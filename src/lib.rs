//! # kemlab
//!
//! A modular implementation of the Fujisaki-Okamoto key-encapsulation
//! transform with implicit rejection, plus instrumented variants for
//! fault-injection research against the decapsulation oracle.
//!
//! ## Usage
//!
//! Add this to your `Cargo.toml`:
//!
//! ```toml
//! [dependencies]
//! kemlab = "0.2"
//! ```
//!
//! ## Crate Structure
//!
//! This is a facade crate that re-exports functionality from several
//! sub-crates:
//!
//! - [`kemlab-api`]: trait surface (KEM, CPA-PKE), error types, secure byte types
//! - [`kemlab-internal`]: constant-time primitives
//! - [`kemlab-params`]: parameter-profile constants
//! - [`kemlab-kem`]: the CCA2-secure transform and its research variants

#![cfg_attr(not(feature = "std"), no_std)]

// Core re-exports (always available)
pub use kemlab_api as api;
pub use kemlab_internal as internal;
pub use kemlab_kem as kem;
pub use kemlab_params as params;

/// Common imports for kemlab users
pub mod prelude {
    // Re-export error types
    pub use crate::api::{Error, Result};

    // Re-export core traits
    pub use crate::api::{CpaPke, Kem, Serialize, SerializeSecret};

    // Re-export security types
    pub use crate::api::SecretBytes;

    // Re-export the KEM construction and its byte-level types
    pub use crate::kem::{
        EncapsulationTrace, FoCiphertext, FoKem, FoPublicKey, FoSecretKey, FoSharedSecret,
    };
}
//! The IND-CCA2 transform with implicit rejection.
//!
//! Every function here is a pure transformation over caller-owned
//! buffers. The two ephemeral working buffers follow the construction's
//! half-buffer discipline: `buf` holds the ephemeral message next to the
//! public-key hash, `kr` holds the pre-key next to the encryption coins
//! (later the ciphertext hash). Secret-dependent control flow is
//! forbidden; the accept-or-reject decision runs through
//! [`ct_eq_choice`] and [`ct_assign`] and never becomes a branch.

use kemlab_api::{CpaPke, SecretBytes};
use kemlab_internal::{ct_assign, ct_eq_choice};
use rand::{CryptoRng, RngCore};
use subtle::Choice;
use zeroize::{Zeroize, Zeroizing};

#[cfg(all(not(feature = "std"), feature = "alloc"))]
use alloc::vec::Vec;

use super::symmetric::{hash_g, hash_h, kdf};
use super::trace::EncapsulationTrace;
use super::{SS_BYTES, SYM_BYTES};
use crate::error::{validate, Result};

/// Full KEM secret key length for scheme `S`:
/// CPA secret key, public key copy, public-key hash, rejection seed.
pub(crate) const fn secret_key_bytes<S: CpaPke>() -> usize {
    S::SECRET_KEY_BYTES + S::PUBLIC_KEY_BYTES + 2 * SYM_BYTES
}

/// Borrowed view of the four secret-key segments.
pub(crate) struct SecretKeyView<'a> {
    pub cpa: &'a [u8],
    pub public_key: &'a [u8],
    pub pk_hash: &'a [u8],
    pub z: &'a [u8],
}

pub(crate) fn split_secret_key<S: CpaPke>(secret_key: &[u8]) -> Result<SecretKeyView<'_>> {
    validate::key(
        secret_key.len() == secret_key_bytes::<S>(),
        S::NAME,
        "secret key length does not match the scheme",
    )?;
    let (cpa, rest) = secret_key.split_at(S::SECRET_KEY_BYTES);
    let (public_key, rest) = rest.split_at(S::PUBLIC_KEY_BYTES);
    let (pk_hash, z) = rest.split_at(SYM_BYTES);
    Ok(SecretKeyView {
        cpa,
        public_key,
        pk_hash,
        z,
    })
}

/// IND-CCA2 key generation.
///
/// A supplied `noise` sink is passed straight through to the CPA layer
/// and must not change a single byte of either key.
pub(crate) fn keygen<S: CpaPke, R: RngCore + CryptoRng>(
    rng: &mut R,
    noise: Option<&mut S::KeygenNoise>,
) -> Result<(Vec<u8>, Vec<u8>)> {
    // 1. CPA key pair
    let (public_key, mut cpa_secret_key) = S::keypair(rng, noise)?;
    validate::key_generation(
        public_key.len() == S::PUBLIC_KEY_BYTES,
        S::NAME,
        "CPA public key has wrong length",
    )?;
    validate::key_generation(
        cpa_secret_key.len() == S::SECRET_KEY_BYTES,
        S::NAME,
        "CPA secret key has wrong length",
    )?;

    // 2. sk = sk_cpa || pk || H(pk) || z
    let mut secret_key = Vec::with_capacity(secret_key_bytes::<S>());
    secret_key.extend_from_slice(&cpa_secret_key);
    secret_key.extend_from_slice(&public_key);
    cpa_secret_key.zeroize();

    // Bind the secret key to its exact public key.
    let mut pk_hash = [0u8; SYM_BYTES];
    hash_h(&mut pk_hash, &public_key);
    secret_key.extend_from_slice(&pk_hash);

    // Rejection seed z, only ever used to derive the fallback secret.
    let mut z = Zeroizing::new([0u8; SYM_BYTES]);
    rng.fill_bytes(&mut *z);
    secret_key.extend_from_slice(&z[..]);

    Ok((public_key, secret_key))
}

/// IND-CCA2 encapsulation.
pub(crate) fn encaps<S: CpaPke, R: RngCore + CryptoRng>(
    public_key: &[u8],
    rng: &mut R,
    mut trace: Option<&mut EncapsulationTrace<S>>,
) -> Result<(Vec<u8>, SecretBytes<SS_BYTES>)> {
    validate::key(
        public_key.len() == S::PUBLIC_KEY_BYTES,
        S::NAME,
        "public key has wrong length",
    )?;

    let mut buf = Zeroizing::new([0u8; 2 * SYM_BYTES]);
    // Will contain the pre-key and the coins
    let mut kr = Zeroizing::new([0u8; 2 * SYM_BYTES]);

    // 1. Fresh ephemeral message; raw RNG output is re-hashed so it is
    //    never used directly as message material.
    rng.fill_bytes(&mut buf[..SYM_BYTES]);
    let mut rehash = [0u8; SYM_BYTES];
    hash_h(&mut rehash, &buf[..SYM_BYTES]);
    buf[..SYM_BYTES].copy_from_slice(&rehash);
    rehash.zeroize();

    // 2. Multitarget countermeasure: tie the derived coins to this
    //    specific public key.
    let mut pk_hash = [0u8; SYM_BYTES];
    hash_h(&mut pk_hash, public_key);
    buf[SYM_BYTES..].copy_from_slice(&pk_hash);

    // 3. (pre-key, coins) = G(message || H(pk))
    hash_g(&mut kr, &buf[..]);

    // 4. Encrypt under the derived coins. The trace, when present,
    //    records the post-rehash message and the CPA layer's noise.
    if let Some(t) = trace.as_mut() {
        t.nu.copy_from_slice(&buf[..SYM_BYTES]);
    }
    let ciphertext = S::encrypt(
        &buf[..SYM_BYTES],
        public_key,
        &kr[SYM_BYTES..],
        trace.map(|t| &mut t.noise),
    )?;
    validate::encapsulation(
        ciphertext.len() == S::CIPHERTEXT_BYTES,
        S::NAME,
        "CPA ciphertext has wrong length",
    )?;

    // 5. Overwrite the coins with H(ct): the key binds the bytes that
    //    actually go on the wire.
    let mut ct_hash = [0u8; SYM_BYTES];
    hash_h(&mut ct_hash, &ciphertext);
    kr[SYM_BYTES..].copy_from_slice(&ct_hash);

    // 6. ss = KDF(pre-key || H(ct))
    let mut ss = [0u8; SS_BYTES];
    kdf(&mut ss, &kr[..]);
    let shared_secret = SecretBytes::new(ss);
    ss.zeroize();

    Ok((ciphertext, shared_secret))
}

/// IND-CCA2 decapsulation, split into its decrypt and verify inputs.
///
/// `ct_decrypt` feeds the CPA decryption; `ct_verify` feeds the
/// re-encryption comparison and the ciphertext-hash binding. Production
/// decapsulation passes the same ciphertext for both; the fault-research
/// variant passes different ones to model a ciphertext corrupted after
/// decryption but before verification. Control flow and timing are
/// identical in every case: a mismatch is absorbed by substituting the
/// rejection seed, never by branching or returning early.
pub(crate) fn decaps_split<S: CpaPke>(
    secret_key: &[u8],
    ct_decrypt: &[u8],
    ct_verify: &[u8],
) -> Result<SecretBytes<SS_BYTES>> {
    let sk = split_secret_key::<S>(secret_key)?;
    validate::ciphertext(
        ct_decrypt.len() == S::CIPHERTEXT_BYTES,
        S::NAME,
        "ciphertext has wrong length",
    )?;
    validate::ciphertext(
        ct_verify.len() == S::CIPHERTEXT_BYTES,
        S::NAME,
        "verification ciphertext has wrong length",
    )?;

    let mut buf = Zeroizing::new([0u8; 2 * SYM_BYTES]);
    // Will contain the pre-key and the coins
    let mut kr = Zeroizing::new([0u8; 2 * SYM_BYTES]);

    // 1. Candidate message from the CPA layer.
    let message = S::decrypt(ct_decrypt, sk.cpa)?;
    validate::decapsulation(
        message.len() == SYM_BYTES,
        S::NAME,
        "CPA message has wrong length",
    )?;
    buf[..SYM_BYTES].copy_from_slice(&message);

    // 2. The stored H(pk) reconstructs the binding the encapsulator
    //    computed from the live public key.
    buf[SYM_BYTES..].copy_from_slice(sk.pk_hash);

    // 3. (pre-key, coins) = G(message' || H(pk))
    hash_g(&mut kr, &buf[..]);

    // 4. Deterministic re-encryption of the candidate message.
    let cmp = S::encrypt(&buf[..SYM_BYTES], sk.public_key, &kr[SYM_BYTES..], None)?;
    validate::decapsulation(
        cmp.len() == S::CIPHERTEXT_BYTES,
        S::NAME,
        "re-encrypted ciphertext has wrong length",
    )?;

    // 5. Constant-time comparison; the verdict stays a Choice and never
    //    becomes a branchable bool.
    let reject: Choice = !ct_eq_choice(ct_verify, &cmp);

    // 6. Overwrite the coins with H(ct) over the received bytes, not the
    //    recomputed ones.
    let mut ct_hash = [0u8; SYM_BYTES];
    hash_h(&mut ct_hash, ct_verify);
    kr[SYM_BYTES..].copy_from_slice(&ct_hash);

    // 7. Implicit rejection: on mismatch the pre-key becomes the
    //    rejection seed, branch-free.
    ct_assign(&mut kr[..SYM_BYTES], sk.z, reject);

    // 8. ss = KDF(pre-key || H(ct))
    let mut ss = [0u8; SS_BYTES];
    kdf(&mut ss, &kr[..]);
    let shared_secret = SecretBytes::new(ss);
    ss.zeroize();

    Ok(shared_secret)
}
//! Validation utilities for KEM operations

use super::{Error, Result};

/// Validate key pair generation parameters
pub fn key_generation(
    condition: bool,
    algorithm: &'static str,
    details: &'static str,
) -> Result<()> {
    if !condition {
        return Err(Error::KeyGeneration { algorithm, details });
    }
    Ok(())
}

/// Validate encapsulation parameters
pub fn encapsulation(
    condition: bool,
    algorithm: &'static str,
    details: &'static str,
) -> Result<()> {
    if !condition {
        return Err(Error::Encapsulation { algorithm, details });
    }
    Ok(())
}

/// Validate decapsulation parameters
pub fn decapsulation(
    condition: bool,
    algorithm: &'static str,
    details: &'static str,
) -> Result<()> {
    if !condition {
        return Err(Error::Decapsulation { algorithm, details });
    }
    Ok(())
}

/// Validate key format
pub fn key(condition: bool, key_type: &'static str, reason: &'static str) -> Result<()> {
    if !condition {
        return Err(Error::InvalidKey { key_type, reason });
    }
    Ok(())
}

/// Validate ciphertext format
pub fn ciphertext(condition: bool, algorithm: &'static str, reason: &'static str) -> Result<()> {
    if !condition {
        return Err(Error::InvalidCiphertext { algorithm, reason });
    }
    Ok(())
}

• • •

■ About this task: Count the lines of the records that contain the word "parameters". Give only the count.

■ Answer box: 3